- The police say that for the first time, state-sponsored North Korean threat actors have been seen using ransomware against companies and organizations in South Korea.
- The initial victims were mostly people who might have had valuable information, who were targeted with phishing emails, which then resulted in 13 businesses getting attacked.
- The police believe that this group is possibly the same group that attacked the Korean Nuclear & Hydropower Plant in 2014.
The attackers are said to have posed as a secretary in the office of Tae Yong-ho of the ruling People’s Power Party or an official of the National Diplomatic Academy of Korea. The emails, which began circulating in early April 2022, are said to contain links to malicious websites or malware as attachments.
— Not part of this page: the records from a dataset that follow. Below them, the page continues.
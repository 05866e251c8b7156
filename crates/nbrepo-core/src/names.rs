//! Validated names that cross the service boundary.
//!
//! Every string a client supplies as a username, tag label, or notebook path
//! is parsed into one of these types before it reaches a store.

use serde::{Deserialize, Serialize};
use std::fmt;

/// Longest tag label accepted.
pub const MAX_LABEL_LEN: usize = 63;

/// Longest username accepted.
pub const MAX_USERNAME_LEN: usize = 128;

/// Longest workspace-relative path accepted.
pub const MAX_PATH_LEN: usize = 256;

/// Prefix the notebook front-end puts in front of workspace paths.
const API_PREFIX: &str = "/notebooks/";

/// Rejected input for one of the validated name types.
#[derive(Debug, Clone, PartialEq, Eq, thiserror::Error)]
pub enum ValueError {
    #[error("username must not be empty")]
    EmptyUsername,

    #[error("invalid username '{0}': use letters, digits, '.', '_', '@' or '-' (max 128)")]
    InvalidUsername(String),

    #[error("tag label must not be empty")]
    EmptyLabel,

    #[error("invalid tag label '{0}': use letters, digits or '-' (max 63)")]
    InvalidLabel(String),

    #[error("notebook path must not be empty")]
    EmptyPath,

    #[error("invalid notebook path '{0}'")]
    InvalidPath(String),

    #[error("invalid quality '{0}': expected Development, Beta or Release")]
    InvalidQuality(String),
}

// ============================================================================
// Username
// ============================================================================

/// A platform username, trimmed and lowercased.
#[derive(Debug, Clone, PartialEq, Eq, PartialOrd, Ord, Hash, Serialize, Deserialize)]
#[serde(try_from = "String", into = "String")]
pub struct Username(String);

impl Username {
    pub fn parse(raw: &str) -> Result<Self, ValueError> {
        let name = raw.trim().to_lowercase();
        if name.is_empty() {
            return Err(ValueError::EmptyUsername);
        }
        let valid_chars = name
            .chars()
            .all(|c| c.is_ascii_lowercase() || c.is_ascii_digit() || "._@-".contains(c));
        let dots_only = name.chars().all(|c| c == '.');
        if !valid_chars || dots_only || name.len() > MAX_USERNAME_LEN {
            return Err(ValueError::InvalidUsername(raw.trim().to_string()));
        }
        Ok(Self(name))
    }

    pub fn as_str(&self) -> &str {
        &self.0
    }
}

impl fmt::Display for Username {
    fn fmt(&self, f: &mut fmt::Formatter<'_>) -> fmt::Result {
        f.write_str(&self.0)
    }
}

impl TryFrom<String> for Username {
    type Error = ValueError;

    fn try_from(value: String) -> Result<Self, Self::Error> {
        Self::parse(&value)
    }
}

impl From<Username> for String {
    fn from(value: Username) -> Self {
        value.0
    }
}

// ============================================================================
// Tag labels
// ============================================================================

/// A tag label: lowercase ASCII letters, digits and hyphens.
#[derive(Debug, Clone, PartialEq, Eq, PartialOrd, Ord, Hash, Serialize, Deserialize)]
#[serde(try_from = "String", into = "String")]
pub struct TagLabel(String);

impl TagLabel {
    pub fn parse(raw: &str) -> Result<Self, ValueError> {
        let label = raw.trim().to_lowercase();
        if label.is_empty() {
            return Err(ValueError::EmptyLabel);
        }
        let valid_chars = label
            .chars()
            .all(|c| c.is_ascii_lowercase() || c.is_ascii_digit() || c == '-');
        if !valid_chars || label.len() > MAX_LABEL_LEN {
            return Err(ValueError::InvalidLabel(raw.trim().to_string()));
        }
        Ok(Self(label))
    }

    pub fn as_str(&self) -> &str {
        &self.0
    }
}

impl fmt::Display for TagLabel {
    fn fmt(&self, f: &mut fmt::Formatter<'_>) -> fmt::Result {
        f.write_str(&self.0)
    }
}

impl TryFrom<String> for TagLabel {
    type Error = ValueError;

    fn try_from(value: String) -> Result<Self, Self::Error> {
        Self::parse(&value)
    }
}

impl From<TagLabel> for String {
    fn from(value: TagLabel) -> Self {
        value.0
    }
}

/// Parse a tag list given either as separate items or comma-separated text.
///
/// Blank items are skipped and duplicates collapse, first occurrence wins.
pub fn parse_label_list<'a, I>(items: I) -> Result<Vec<TagLabel>, ValueError>
where
    I: IntoIterator<Item = &'a str>,
{
    let mut labels: Vec<TagLabel> = Vec::new();
    for item in items {
        for piece in item.split(',') {
            if piece.trim().is_empty() {
                continue;
            }
            let label = TagLabel::parse(piece)?;
            if !labels.contains(&label) {
                labels.push(label);
            }
        }
    }
    Ok(labels)
}

// ============================================================================
// Notebook paths
// ============================================================================

/// A path relative to a user's workspace root, e.g. `projects/demo.ipynb`.
#[derive(Debug, Clone, PartialEq, Eq, PartialOrd, Ord, Hash, Serialize, Deserialize)]
#[serde(try_from = "String", into = "String")]
pub struct NotebookPath(String);

impl NotebookPath {
    /// Parse a workspace path, stripping the front-end `/notebooks/` prefix.
    pub fn parse(raw: &str) -> Result<Self, ValueError> {
        let trimmed = raw.trim();
        let stripped = trimmed.strip_prefix(API_PREFIX).unwrap_or(trimmed);
        let path = stripped.trim_matches('/');
        if path.is_empty() {
            return Err(ValueError::EmptyPath);
        }
        let bad_segment = path
            .split('/')
            .any(|segment| segment.is_empty() || segment == "." || segment == "..");
        if bad_segment || path.contains('\0') || path.len() > MAX_PATH_LEN {
            return Err(ValueError::InvalidPath(trimmed.to_string()));
        }
        Ok(Self(path.to_string()))
    }

    /// Parse a destination directory, where an empty string means "not given".
    pub fn parse_optional(raw: &str) -> Result<Option<Self>, ValueError> {
        match Self::parse(raw) {
            Ok(path) => Ok(Some(path)),
            Err(ValueError::EmptyPath) => Ok(None),
            Err(e) => Err(e),
        }
    }

    /// Split an owner-qualified key such as `alice/proj.ipynb`.
    pub fn split_qualified(raw: &str) -> Result<(Username, Self), ValueError> {
        let path = Self::parse(raw)?;
        match path.0.split_once('/') {
            Some((owner, rest)) => Ok((Username::parse(owner)?, Self::parse(rest)?)),
            None => Err(ValueError::InvalidPath(raw.trim().to_string())),
        }
    }

    /// The owner-qualified key of this path.
    pub fn qualified(&self, owner: &Username) -> String {
        format!("{}/{}", owner, self.0)
    }

    /// Last path segment.
    pub fn file_name(&self) -> &str {
        self.0.rsplit('/').next().unwrap_or(&self.0)
    }

    pub fn segments(&self) -> impl Iterator<Item = &str> {
        self.0.split('/')
    }

    pub fn as_str(&self) -> &str {
        &self.0
    }
}

impl fmt::Display for NotebookPath {
    fn fmt(&self, f: &mut fmt::Formatter<'_>) -> fmt::Result {
        f.write_str(&self.0)
    }
}

impl TryFrom<String> for NotebookPath {
    type Error = ValueError;

    fn try_from(value: String) -> Result<Self, Self::Error> {
        Self::parse(&value)
    }
}

impl From<NotebookPath> for String {
    fn from(value: NotebookPath) -> Self {
        value.0
    }
}

// ============================================================================
// Slugs
// ============================================================================

/// Filesystem-safe directory name derived from a display name.
///
/// Runs of anything other than ASCII letters and digits become `_`; a slug
/// that would end in `_` gets `project` appended.
pub fn slugify(name: &str) -> String {
    let mut slug = String::with_capacity(name.len());
    let mut in_gap = false;
    for c in name.chars() {
        if c.is_ascii_alphanumeric() {
            slug.push(c.to_ascii_lowercase());
            in_gap = false;
        } else if !in_gap {
            slug.push('_');
            in_gap = true;
        }
    }
    if slug.is_empty() || slug.ends_with('_') {
        slug.push_str("project");
    }
    slug
}

// ============================================================================
// Tests
// ============================================================================

#[cfg(test)]
mod tests {
    use super::*;

    #[test]
    fn test_username_normalizes() {
        let user = Username::parse("  Alice ").unwrap();
        assert_eq!(user.as_str(), "alice");
        assert!(Username::parse("jane.doe@example.org").is_ok());
    }

    #[test]
    fn test_username_rejects_bad_input() {
        assert_eq!(Username::parse("   "), Err(ValueError::EmptyUsername));
        assert!(matches!(
            Username::parse("bob smith"),
            Err(ValueError::InvalidUsername(_))
        ));
        assert!(Username::parse(&"a".repeat(129)).is_err());
        assert!(Username::parse("..").is_err());
    }

    #[test]
    fn test_label_charset() {
        assert_eq!(TagLabel::parse("Curated").unwrap().as_str(), "curated");
        assert!(TagLabel::parse("gene-expression2").is_ok());
        assert!(matches!(
            TagLabel::parse("no spaces"),
            Err(ValueError::InvalidLabel(_))
        ));
        assert!(TagLabel::parse("under_score").is_err());
        assert_eq!(TagLabel::parse(""), Err(ValueError::EmptyLabel));
    }

    #[test]
    fn test_label_length_limit() {
        assert!(TagLabel::parse(&"x".repeat(63)).is_ok());
        assert!(TagLabel::parse(&"x".repeat(64)).is_err());
    }

    #[test]
    fn test_label_list_accepts_csv_and_dedupes() {
        let labels = parse_label_list(["rna-seq, featured", "Featured", " ", "variant"]).unwrap();
        let labels: Vec<&str> = labels.iter().map(TagLabel::as_str).collect();
        assert_eq!(labels, vec!["rna-seq", "featured", "variant"]);
    }

    #[test]
    fn test_label_list_reports_first_bad_label() {
        let err = parse_label_list(["ok,not ok"]).unwrap_err();
        assert_eq!(err, ValueError::InvalidLabel("not ok".into()));
    }

    #[test]
    fn test_path_strips_api_prefix() {
        let path = NotebookPath::parse("/notebooks/projects/demo.ipynb").unwrap();
        assert_eq!(path.as_str(), "projects/demo.ipynb");
        assert_eq!(path.file_name(), "demo.ipynb");
    }

    #[test]
    fn test_path_rejects_traversal() {
        assert!(NotebookPath::parse("../etc/passwd").is_err());
        assert!(NotebookPath::parse("a//b.ipynb").is_err());
        assert!(NotebookPath::parse("a/./b.ipynb").is_err());
        assert_eq!(NotebookPath::parse("/"), Err(ValueError::EmptyPath));
    }

    #[test]
    fn test_optional_destination() {
        assert_eq!(NotebookPath::parse_optional("").unwrap(), None);
        assert_eq!(
            NotebookPath::parse_optional("copies/").unwrap().unwrap().as_str(),
            "copies"
        );
        assert!(NotebookPath::parse_optional("..").is_err());
    }

    #[test]
    fn test_split_qualified() {
        let (owner, path) = NotebookPath::split_qualified("alice/proj.ipynb").unwrap();
        assert_eq!(owner.as_str(), "alice");
        assert_eq!(path.as_str(), "proj.ipynb");
        assert_eq!(path.qualified(&owner), "alice/proj.ipynb");
        assert!(NotebookPath::split_qualified("proj.ipynb").is_err());
    }

    #[test]
    fn test_slugify() {
        assert_eq!(slugify("Demo"), "demo");
        assert_eq!(slugify("RNA-Seq Analysis v2"), "rna_seq_analysis_v2");
        assert_eq!(slugify("Hello, World!"), "hello_world_project");
        assert_eq!(slugify("???"), "_project");
        assert_eq!(slugify(""), "project");
    }
}
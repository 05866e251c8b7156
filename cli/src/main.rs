//! Command-line client for the notebook publication and sharing service.
//!
//! Commands:
//! - login: Exchange a username for a bearer token
//! - library: Browse, publish, and copy notebooks in the public library
//! - share: Invite collaborators, answer invites, pull shared notebooks
//! - tags: Inspect and govern tags (changes are admin-only)
//! - watch: Poll presence for a shared notebook
//!
//! Configuration via environment:
//! - NBREPO_URL: Base URL of the server (default: http://localhost:3000)
//! - NBREPO_TOKEN: Bearer token from `nbrepo login`

mod commands;

use clap::{Parser, Subcommand};

use commands::{
    library::LibraryArgs, login::LoginArgs, share::ShareArgs, tags::TagsArgs, watch::WatchArgs,
};

/// Notebook publication and sharing CLI
///
/// Prints JSON by default so scripts can consume it; pass --human for
/// formatted output.
#[derive(Parser)]
#[command(name = "nbrepo")]
#[command(author, version, about, long_about = None)]
#[command(propagate_version = true)]
struct Cli {
    /// Output human-readable formatted text instead of JSON
    #[arg(long, global = true)]
    human: bool,

    /// Server URL
    #[arg(
        long,
        env = "NBREPO_URL",
        default_value = "http://localhost:3000",
        global = true
    )]
    url: String,

    /// Bearer token for authentication
    #[arg(long, env = "NBREPO_TOKEN", global = true)]
    token: Option<String>,

    #[command(subcommand)]
    command: Commands,
}

#[derive(Subcommand)]
enum Commands {
    /// Obtain a token for a username
    Login(LoginArgs),

    /// Work with the public library
    Library(LibraryArgs),

    /// Share notebooks with collaborators
    Share(ShareArgs),

    /// List or change tags
    Tags(TagsArgs),

    /// Heartbeat a shared notebook and show who else is editing
    Watch(WatchArgs),
}

#[tokio::main]
async fn main() {
    let cli = Cli::parse();

    let client = match commands::build_client(cli.token.as_deref()) {
        Ok(c) => c,
        Err(e) => {
            eprintln!("Error: {}", e);
            std::process::exit(1);
        }
    };
    let base_url = cli.url.trim_end_matches('/');

    let result = match cli.command {
        Commands::Login(args) => commands::login::execute(&client, base_url, cli.human, args).await,
        Commands::Library(args) => {
            commands::library::execute(&client, base_url, cli.human, args).await
        }
        Commands::Share(args) => commands::share::execute(&client, base_url, cli.human, args).await,
        Commands::Tags(args) => commands::tags::execute(&client, base_url, cli.human, args).await,
        Commands::Watch(args) => commands::watch::execute(&client, base_url, cli.human, args).await,
    };

    if let Err(e) = result {
        eprintln!("Error: {}", e);
        std::process::exit(1);
    }
}
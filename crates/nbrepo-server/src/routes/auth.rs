//! Token exchange: the hub authenticator trades a username for a bearer token.

use axum::{
    Json, Router,
    extract::State,
    routing::{get, post},
};
use chrono::{DateTime, Utc};
use nbrepo_core::Username;
use serde::{Deserialize, Serialize};

use crate::auth;
use crate::error::{ApiError, ApiResult};
use crate::extract::Caller;
use crate::state::AppState;

// ============================================================================
// Request/Response Types
// ============================================================================

#[derive(Debug, Deserialize)]
pub struct TokenRequest {
    pub username: String,
    /// Must equal `TOKEN_EXCHANGE_SECRET` when the server sets one.
    #[serde(default)]
    pub password: Option<String>,
}

#[derive(Debug, Serialize)]
pub struct TokenResponse {
    pub token: String,
    pub username: Username,
    pub admin: bool,
    pub expires_in_hours: u64,
}

#[derive(Debug, Serialize)]
pub struct MeResponse {
    pub username: Username,
    pub admin: bool,
    /// When the user first exchanged a token; `None` for dev identities never registered.
    pub registered: Option<DateTime<Utc>>,
}

// ============================================================================
// Route Handlers
// ============================================================================

/// POST /api-token-auth/ - Exchange a username for a bearer token.
///
/// The user is recorded in the registry so others can invite them.
///
/// # Response
///
/// - 200 OK: `{ token, username, admin, expires_in_hours }`
/// - 400 Bad Request: Invalid username
/// - 401 Unauthorized: Exchange secret missing or wrong
async fn exchange_token(
    State(state): State<AppState>,
    Json(request): Json<TokenRequest>,
) -> ApiResult<Json<TokenResponse>> {
    let config = state.config();

    if let Some(secret) = &config.token_exchange_secret
        && request.password.as_deref() != Some(secret.as_str())
    {
        tracing::warn!(username = %request.username.trim(), "Token exchange rejected");
        return Err(ApiError::Unauthorized("Invalid token exchange credentials".into()));
    }

    let username = Username::parse(&request.username)?;
    let admin = config.is_admin(&username);
    state.store().upsert_user(&username, admin).await?;

    let token = auth::create_token(&username, admin, &config.jwt_secret, config.jwt_expiry_hours)?;
    tracing::info!(username = %username, admin, "Issued token");

    Ok(Json(TokenResponse {
        token,
        username,
        admin,
        expires_in_hours: config.jwt_expiry_hours,
    }))
}

/// GET /api-token-auth/me - The identity the server resolved for this request.
async fn me(
    State(state): State<AppState>,
    Caller(identity): Caller,
) -> ApiResult<Json<MeResponse>> {
    let registered = state
        .store()
        .get_user(&identity.username)
        .await?
        .map(|user| user.created);
    Ok(Json(MeResponse {
        username: identity.username,
        admin: identity.admin,
        registered,
    }))
}

/// Build auth routes.
pub fn routes() -> Router<AppState> {
    Router::new()
        .route("/api-token-auth/", post(exchange_token))
        .route("/api-token-auth/me", get(me))
}

#[cfg(test)]
mod tests {
    use super::*;

    #[test]
    fn test_token_request_password_optional() {
        let request: TokenRequest = serde_json::from_str(r#"{"username": "Alice"}"#).unwrap();
        assert_eq!(request.username, "Alice");
        assert!(request.password.is_none());
    }

    #[test]
    fn test_token_response_serialize() {
        let response = TokenResponse {
            token: "jwt.token.here".to_string(),
            username: Username::parse("alice").unwrap(),
            admin: false,
            expires_in_hours: 168,
        };
        let json = serde_json::to_string(&response).unwrap();
        assert!(json.contains("\"username\":\"alice\""));
        assert!(json.contains("\"expires_in_hours\":168"));
    }
}
/// Replace the metadata of the caller's publication.
pub async fn update(
    ctx: &CoordinationContext,
    id: PublicationId,
    form: &PublicationForm,
) -> ApiResult<PublicationView> {
    let existing = ctx.store().get_publication(id).await?;
    ctx.require_owner(&existing.owner, "update this publication")?;
    let metadata = validate_metadata(form)?;

    tags::check_protected(ctx, &existing.tags, &metadata.tags).await?;
    tags::ensure_tags(ctx, &metadata.tags).await?;

    let record = ctx.store().replace_publication(id, &metadata, ctx.now()).await?;
    tracing::info!(publication_id = %id, owner = %record.owner, "Updated publication");
    ctx.events()
        .library_changed(id, LibraryAction::Updated, ctx.now())
        .await;
    Ok(record.into())
}

/// Remove the caller's publication from the library.
pub async fn unpublish(ctx: &CoordinationContext, id: PublicationId) -> ApiResult<PublicationView> {
    let existing = ctx.store().get_publication(id).await?;
    ctx.require_owner(&existing.owner, "unpublish this notebook")?;

    let record = ctx.store().delete_publication(id).await?;
    tracing::info!(publication_id = %id, owner = %record.owner, "Unpublished notebook");
    ctx.events()
        .library_changed(id, LibraryAction::Unpublished, ctx.now())
        .await;
    Ok(record.into())
}

/// Copy a published notebook into the caller's workspace.
///
/// An empty `destination` means a directory named after the publication.
pub async fn copy(
    ctx: &CoordinationContext,
    id: PublicationId,
    destination: &str,
) -> ApiResult<CopyOutcome> {
    let caller = ctx.caller()?;
    let record = ctx.store().get_publication(id).await?;

    let destination = match NotebookPath::parse_optional(destination)? {
        Some(dir) => dir,
        None => NotebookPath::parse(&slugify(&record.name))?,
    };
    let source = NotebookPath::parse(&record.file_path)?;

    let filename = ctx
        .workspace()
        .copy_into(&record.owner, &source, &caller.username, &destination)
        .await?;
    ctx.store().increment_counter(id, Counter::Copied).await?;

    tracing::info!(
        publication_id = %id,
        user = %caller.username,
        filename = %filename,
        "Copied publication into workspace"
    );
    ctx.events()
        .library_changed(id, LibraryAction::Copied, ctx.now())
        .await;
    Ok(CopyOutcome {
        publication_id: id,
        filename,
    })
}

/// Read-only rendering details. Public.
pub async fn preview(ctx: &CoordinationContext, id: PublicationId) -> ApiResult<Preview> {
    let record = ctx.store().get_publication(id).await?;
    let base = ctx.config().preview_base_url.trim_end_matches('/');
    Ok(Preview {
        id: record.id,
        render_url: format!("{}/{}", base, record.api_path.qualified(&record.owner)),
        name: record.name,
        author: record.author,
        description: record.description,
        quality: record.quality,
        tags: record.tags,
    })
}

/// Count one launch of a publication.
pub async fn launched(ctx: &CoordinationContext, id: PublicationId) -> ApiResult<PublicationView> {
    let caller = ctx.caller()?;
    let record = ctx.store().increment_counter(id, Counter::Launched).await?;
    tracing::debug!(publication_id = %id, user = %caller.username, launched = record.launched, "Counted launch");
    Ok(record.into())
}

// ============================================================================
// Tests
// ============================================================================

#[cfg(test)]
mod tests {
    use super::*;
    use crate::config::ServerConfig;
    use crate::state::AppState;
    use nbrepo_core::{Identity, Username};
    use nbrepo_store::Store;

    fn form(api_path: &str, name: &str, tags: &[&str]) -> PublicationForm {
        PublicationForm {
            api_path: Some(api_path.to_string()),
            name: Some(name.to_string()),
            author: Some("Alice A.".to_string()),
            quality: Some("beta".to_string()),
            description: Some("A demo".to_string()),
            tags: LabelList::Items(tags.iter().map(|t| t.to_string()).collect()),
            ..PublicationForm::default()
        }
    }

    fn ctx(state: &AppState, name: &str, admin: bool) -> CoordinationContext {
        state.context(Some(Identity::new(Username::parse(name).unwrap(), admin)))
    }

    fn state() -> AppState {
        AppState::new(Store::in_memory(), ServerConfig::default())
    }

    #[test]
    fn test_label_list_forms() {
        let csv: LabelList = serde_json::from_str("\"a, b,a\"").unwrap();
        assert_eq!(csv.parse().unwrap().len(), 2);
        let items: LabelList = serde_json::from_str("[\"A\", \"c\"]").unwrap();
        let labels = items.parse().unwrap();
        assert_eq!(labels[0].as_str(), "a");
    }

    #[test]
    fn test_missing_fields_all_named() {
        let err = validate_metadata(&PublicationForm {
            name: Some("  ".into()),
            ..PublicationForm::default()
        })
        .unwrap_err();
        assert_eq!(err.to_string(), "missing required fields: name, author, quality");
    }

    #[test]
    fn test_metadata_limits() {
        let mut f = form("demo.ipynb", &"n".repeat(65), &[]);
        assert!(validate_metadata(&f).is_err());
        f.name = Some("ok".into());
        f.quality = Some("alpha".into());
        assert!(matches!(validate_metadata(&f), Err(ApiError::Validation { .. })));
        f.quality = Some("RELEASE".into());
        assert_eq!(validate_metadata(&f).unwrap().quality, Quality::Release);
    }

    #[tokio::test]
    async fn test_publish_then_duplicate_conflicts() {
        let state = state();
        let alice = ctx(&state, "alice", false);

        let view = publish(&alice, &form("alice/demo.ipynb", "Demo", &[])).await.unwrap();
        assert_eq!(view.record.name, "Demo");
        assert_eq!(view.url, format!("/notebooks/{}/", view.record.id));

        let again = publish(&alice, &form("alice/demo.ipynb", "Demo 2", &["fresh-label"])).await;
        assert!(matches!(again, Err(ApiError::Conflict(_))));
        let tags = alice.store().list_tags().await.unwrap();
        assert!(tags.iter().all(|t| t.label.as_str() != "fresh-label"));

        let listing = list(&alice).await.unwrap();
        assert_eq!(listing.publications.len(), 1);
    }

    #[tokio::test]
    async fn test_update_and_unpublish_are_owner_only() {
        let state = state();
        let alice = ctx(&state, "alice", false);
        let bob = ctx(&state, "bob", false);
        let id = publish(&alice, &form("demo.ipynb", "Demo", &[])).await.unwrap().record.id;

        let result = update(&bob, id, &form("demo.ipynb", "Hijacked", &[])).await;
        assert!(matches!(result, Err(ApiError::Forbidden(_))));
        assert!(matches!(unpublish(&bob, id).await, Err(ApiError::Forbidden(_))));

        let updated = update(&alice, id, &form("ignored.ipynb", "Renamed", &["new-tag"])).await.unwrap();
        assert_eq!(updated.record.name, "Renamed");
        assert_eq!(updated.record.api_path.as_str(), "demo.ipynb");

        unpublish(&alice, id).await.unwrap();
        assert!(matches!(get(&alice, id).await, Err(ApiError::NotFound(_))));
    }

    #[tokio::test]
    async fn test_publish_registers_tags() {
        let state = state();
        let alice = ctx(&state, "alice", false);
        publish(&alice, &form("demo.ipynb", "Demo", &["rna-seq", "demo"])).await.unwrap();

        let tags = tags::list(&alice).await.unwrap();
        assert_eq!(tags.len(), 2);
    }

    #[tokio::test]
    async fn test_protected_label_on_publish() {
        let state = state();
        let root = ctx(&state, "root", true);
        let bob = ctx(&state, "bob", false);
        tags::protect(&root, &TagLabel::parse("curated").unwrap()).await.unwrap();

        let denied = publish(&bob, &form("x.ipynb", "X", &["curated"])).await;
        assert!(matches!(denied, Err(ApiError::Forbidden(_))));

        let allowed = publish(&root, &form("x.ipynb", "X", &["curated"])).await.unwrap();
        let listing = list(&bob).await.unwrap();
        assert_eq!(listing.protected[0].as_str(), "curated");
        assert_eq!(listing.publications[0].record.id, allowed.record.id);
    }

    #[tokio::test]
    async fn test_preview_link() {
        let state = state();
        let alice = ctx(&state, "alice", false);
        let id = publish(&alice, &form("proj/demo.ipynb", "Demo", &[])).await.unwrap().record.id;

        let anonymous = state.context(None);
        let preview = preview(&anonymous, id).await.unwrap();
        assert_eq!(preview.render_url, "/previews/alice/proj/demo.ipynb");
        assert_eq!(preview.quality, Quality::Beta);
    }

    #[tokio::test]
    async fn test_launch_counter() {
        let state = state();
        let alice = ctx(&state, "alice", false);
        let id = publish(&alice, &form("demo.ipynb", "Demo", &[])).await.unwrap().record.id;
        launched(&alice, id).await.unwrap();
        let view = launched(&alice, id).await.unwrap();
        assert_eq!(view.record.launched, 2);
    }
}
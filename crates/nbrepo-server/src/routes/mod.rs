//! Route definitions for the HTTP API.

pub mod auth;
pub mod events;
pub mod health;
pub mod notebooks;
pub mod sharing;
pub mod tags;

use axum::Router;

use crate::state::AppState;

/// Build the complete router with all routes.
pub fn build_router(state: AppState) -> Router {
    Router::new()
        .merge(health::routes())
        .merge(auth::routes())
        .merge(notebooks::routes())
        .merge(sharing::routes())
        .merge(tags::routes())
        .merge(events::routes())
        .with_state(state)
}
//! Identifiers and small value types shared by every layer.
//!
//! All ids are database-assigned `i64` sequences wrapped in newtypes so a
//! share id can never be handed to an operation expecting an invite id.

use serde::{Deserialize, Serialize};
use std::fmt;
use std::str::FromStr;

use crate::names::{Username, ValueError};

// ============================================================================
// ID Types
// ============================================================================

macro_rules! sequence_id {
    ($(#[$meta:meta])* $name:ident) => {
        $(#[$meta])*
        #[derive(Debug, Clone, Copy, PartialEq, Eq, PartialOrd, Ord, Hash, Serialize, Deserialize)]
        #[serde(transparent)]
        pub struct $name(pub i64);

        impl $name {
            /// Returns the raw sequence value.
            #[must_use]
            pub const fn get(&self) -> i64 {
                self.0
            }
        }

        impl From<i64> for $name {
            fn from(value: i64) -> Self {
                Self(value)
            }
        }

        impl fmt::Display for $name {
            fn fmt(&self, f: &mut fmt::Formatter<'_>) -> fmt::Result {
                write!(f, "{}", self.0)
            }
        }

        impl FromStr for $name {
            type Err = std::num::ParseIntError;

            fn from_str(s: &str) -> Result<Self, Self::Err> {
                Ok(Self(s.parse()?))
            }
        }
    };
}

sequence_id!(
    /// Identifier of a publication in the public library.
    PublicationId
);
sequence_id!(
    /// Identifier of a share record.
    ShareId
);
sequence_id!(
    /// Identifier of one invitation inside a share record.
    InviteId
);
sequence_id!(
    /// Identifier of a tag row.
    TagId
);

// ============================================================================
// Quality
// ============================================================================

/// Maturity level a publisher declares for a notebook.
#[derive(Debug, Clone, Copy, PartialEq, Eq, Hash, Serialize, Deserialize)]
#[serde(try_from = "String")]
pub enum Quality {
    Development,
    Beta,
    Release,
}

impl Quality {
    /// All levels, lowest first.
    pub const ALL: [Quality; 3] = [Quality::Development, Quality::Beta, Quality::Release];

    /// Canonical spelling, as stored and serialized.
    pub fn as_str(&self) -> &'static str {
        match self {
            Self::Development => "Development",
            Self::Beta => "Beta",
            Self::Release => "Release",
        }
    }
}

impl fmt::Display for Quality {
    fn fmt(&self, f: &mut fmt::Formatter<'_>) -> fmt::Result {
        f.write_str(self.as_str())
    }
}

impl FromStr for Quality {
    type Err = ValueError;

    fn from_str(s: &str) -> Result<Self, Self::Err> {
        let trimmed = s.trim();
        Self::ALL
            .into_iter()
            .find(|q| q.as_str().eq_ignore_ascii_case(trimmed))
            .ok_or_else(|| ValueError::InvalidQuality(s.to_string()))
    }
}

impl TryFrom<String> for Quality {
    type Error = ValueError;

    fn try_from(value: String) -> Result<Self, Self::Error> {
        value.parse()
    }
}

// ============================================================================
// Identity
// ============================================================================

/// The authenticated caller of a request.
///
/// `admin` is resolved by the server on every request, never trusted from a
/// token alone.
#[derive(Debug, Clone, PartialEq, Eq, Serialize)]
pub struct Identity {
    pub username: Username,
    pub admin: bool,
}

impl Identity {
    pub fn new(username: Username, admin: bool) -> Self {
        Self { username, admin }
    }

    /// True when this caller is the given user.
    pub fn is(&self, user: &Username) -> bool {
        &self.username == user
    }
}

// ============================================================================
// Tests
// ============================================================================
2.5 million won spent to regain access
According to the law enforcement organization’s findings, at least 49 people fell into the trap and gave attackers access to their email accounts and private personal data. It is believed that the attack might be North Korean in nature for a couple of reasons:
- The IP addresses of attackers
- The use of North Korean diction
- The choice of targets
After the incident, it was enough for the attackers to launch ransomware attacks against at least 13 businesses. Two companies are known to have paid around 2.5 million won (nearly $2,000) to regain access back.
While the investigation to find out exactly who is behind these attacks is still ongoing, although the police suspect the same group that attacked the Korean Nuclear and Hydropower Plant back in 2014.